Throughout recorded history, various religions have stories of believers asked to do impossible or painful things. Abraham was asked to sacrifice Isaac (or Ishmael, depending on who you ask) to prove his devotion to his god. Moses was asked to go back into Egypt to rescue the Israelites. Lot's wife was asked never to look back upon Sodom and Gomorrah. And that's just in the Old Testament...I'm not even going to go into the New Testament. And so we don't leave the Egyptians out, Isis had to go get all the pieces of Osiris' body after Seth dismembered him and threw him into the Nile. So, yeah, impossible doesn't begin to cover it.

But never did they get asked to do task like this.

Cleaning the bathroom. [insert dramatic music here :)]

Let me back this up. Anyone who knows us, knows we're not exactly great housekeepers. No, we're not dangerous---we don't leave chicken out for days in the heat and then try to cook it, we wash our hands before and after handling meat. But on the scale of Interesting Things We Choose to Do, cleaning the bathroom (or the kitchen) beyond just a very superficial, make-sure-we-don't-get-food-poisoning level, isn't on the list. Ever. And it takes...well, keep reading for what it takes to make us clean the bathroom.

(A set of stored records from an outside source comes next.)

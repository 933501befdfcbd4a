use chrono::{FixedOffset, TimeZone, Utc};
use sitedate::{format_date, FormattingOptions, MonthStyle, YearStyle};

#[test]
fn test_time_zone_shifts_date() {
    let date = Utc.with_ymd_and_hms(2024, 1, 5, 3, 0, 0).unwrap();
    let opts = FormattingOptions::new().time_zone("America/New_York");
    assert_eq!(format_date(&date, Some(&opts), Some("en-US")).unwrap(), "1/4/2024");

    let late = Utc.with_ymd_and_hms(2024, 1, 4, 20, 0, 0).unwrap();
    let tokyo = FormattingOptions::new().time_zone("Asia/Tokyo");
    assert_eq!(format_date(&late, Some(&tokyo), Some("en-US")).unwrap(), "1/5/2024");
}

#[test]
fn test_time_zone_only_renders_numeric_date() {
    let date = Utc.with_ymd_and_hms(2024, 1, 5, 0, 0, 0).unwrap();
    let opts = FormattingOptions::new().time_zone("UTC");
    assert_eq!(format_date(&date, Some(&opts), Some("en-US")).unwrap(), "1/5/2024");
}

#[test]
fn test_time_zone_with_fields() {
    let date = Utc.with_ymd_and_hms(2024, 2, 1, 2, 0, 0).unwrap();
    let opts = FormattingOptions::new()
        .month(MonthStyle::Long)
        .year(YearStyle::Numeric)
        .time_zone("America/Los_Angeles");
    assert_eq!(format_date(&date, Some(&opts), Some("en-US")).unwrap(), "January 2024");
}

#[test]
fn test_without_time_zone_uses_own_offset() {
    let plus_nine = FixedOffset::east_opt(9 * 3600).unwrap();
    let date = plus_nine.with_ymd_and_hms(2024, 1, 5, 1, 0, 0).unwrap();
    assert_eq!(format_date(&date, None, Some("en-US")).unwrap(), "1/5/2024");
    assert_eq!(
        format_date(&date.with_timezone(&Utc), None, Some("en-US")).unwrap(),
        "1/4/2024"
    );
}

#[test]
fn test_time_zone_name_ignores_case() {
    let date = Utc.with_ymd_and_hms(2024, 3, 9, 12, 0, 0).unwrap();
    let utc = FormattingOptions::new().time_zone("utc");
    assert_eq!(format_date(&date, Some(&utc), Some("en-US")).unwrap(), "3/9/2024");

    let early = Utc.with_ymd_and_hms(2024, 1, 5, 3, 0, 0).unwrap();
    let new_york = FormattingOptions::new().time_zone("america/new_york");
    assert_eq!(format_date(&early, Some(&new_york), Some("en-US")).unwrap(), "1/4/2024");
}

Today, I got a very clear message from Someone that I needed to clean. No, no burning bushes or neon signs, just a feeling that Now Would Be a Good Day. So I did. I did half the dishes (half, because our drainer is small,) scrubbed the bathroom floor and banished the mold from the grout. Rob declogged the tub and the sink (for which he should get a medal...ugh.) And I almost drowned a spider of the non-lethal variety, but I apologized and Mr (Ms?) Spider seemed okay in the end.

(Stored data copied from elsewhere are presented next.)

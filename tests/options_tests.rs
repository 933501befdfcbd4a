use chrono::{TimeZone, Utc};
use sitedate::{format_date, DayStyle, FormattingOptions, MonthStyle, YearStyle};

#[test]
fn test_default_options() {
    let opts = FormattingOptions::defaults();
    assert_eq!(opts.year, Some(YearStyle::Numeric));
    assert_eq!(opts.month, Some(MonthStyle::Numeric));
    assert_eq!(opts.day, Some(DayStyle::Numeric));
    assert_eq!(opts.time_zone, None);
}

#[test]
fn test_options_from_json() {
    let opts: FormattingOptions = serde_json::from_str(r#"{"year": "2-digit"}"#).unwrap();
    assert_eq!(opts, FormattingOptions::new().year(YearStyle::TwoDigit));

    let opts: FormattingOptions =
        serde_json::from_str(r#"{"month": "long", "day": "numeric", "timeZone": "Europe/Paris"}"#).unwrap();
    assert_eq!(opts.month, Some(MonthStyle::Long));
    assert_eq!(opts.time_zone.as_deref(), Some("Europe/Paris"));
}

#[test]
fn test_options_from_empty_json() {
    let opts: FormattingOptions = serde_json::from_str("{}").unwrap();
    assert!(opts.is_empty());

    let date = Utc.with_ymd_and_hms(2024, 1, 5, 0, 0, 0).unwrap();
    assert_eq!(format_date(&date, Some(&opts), Some("en-US")).unwrap(), "1/5/2024");
}

#[test]
fn test_options_json_rejects_unknown() {
    assert!(serde_json::from_str::<FormattingOptions>(r#"{"month": "tiny"}"#).is_err());
    assert!(serde_json::from_str::<FormattingOptions>(r#"{"hour": "numeric"}"#).is_err());
}

#[test]
fn test_options_serialize_skips_absent_fields() {
    let opts = FormattingOptions::new().day(DayStyle::TwoDigit).time_zone("UTC");
    assert_eq!(
        serde_json::to_string(&opts).unwrap(),
        r#"{"day":"2-digit","timeZone":"UTC"}"#
    );
}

So I've been thinking: why today? Why now? It's 90 degrees outside and not exactly fun weather for cleaning (or doing anything.) The best explanation I can come up with is this: it's spring, and when Someone says it's time, you listen.

And no, I'm not pretending that I was "meant to" do this, in the sense of heroic sacrifice or heeding a warning---I'm occasionally insane, but I'm not that bad. But I think I was pushed towards a recognition that everything has to change--whether it's my/our abysmal housekeeping, or just the way things have always been--and if cleaning the bathroom is the start of it, the best I can do is just hang on and go with the ride.

Friday, April 11, 2008

When I Become Queen of the Universe (Blog Roll post)

When I become Queen of the Universe (in no particular order)...

1) Wars will be fought with the parties' choice of the following weapons: pillows, apple pies, cards (game of poker, anyone?) or board games.

2) Maternity leave will actually reflect the actual time it takes to physically, mentally, and emotionally recover from childbirth, learn how to feed and take care of a brand new life, and regain some sanity in the process. And fathers will get the same amount of leave as mothers.

3) Every building will have a room for breastfeeding mothers. This business about pumping in the bathroom? Not happening. If we really think "breast is best," then it's time to make it easier for all mothers to do it---not just the ones who have their own offices or who stay at home.

4) Road rage will be banned. So will tail-gaiting. And light-flashing and...and...well, I drive in SoCal, what more do I have to say?

5) Rude people will have to attend charm school---Miss Manners, or the Ehell Dame, will be running it. ;-)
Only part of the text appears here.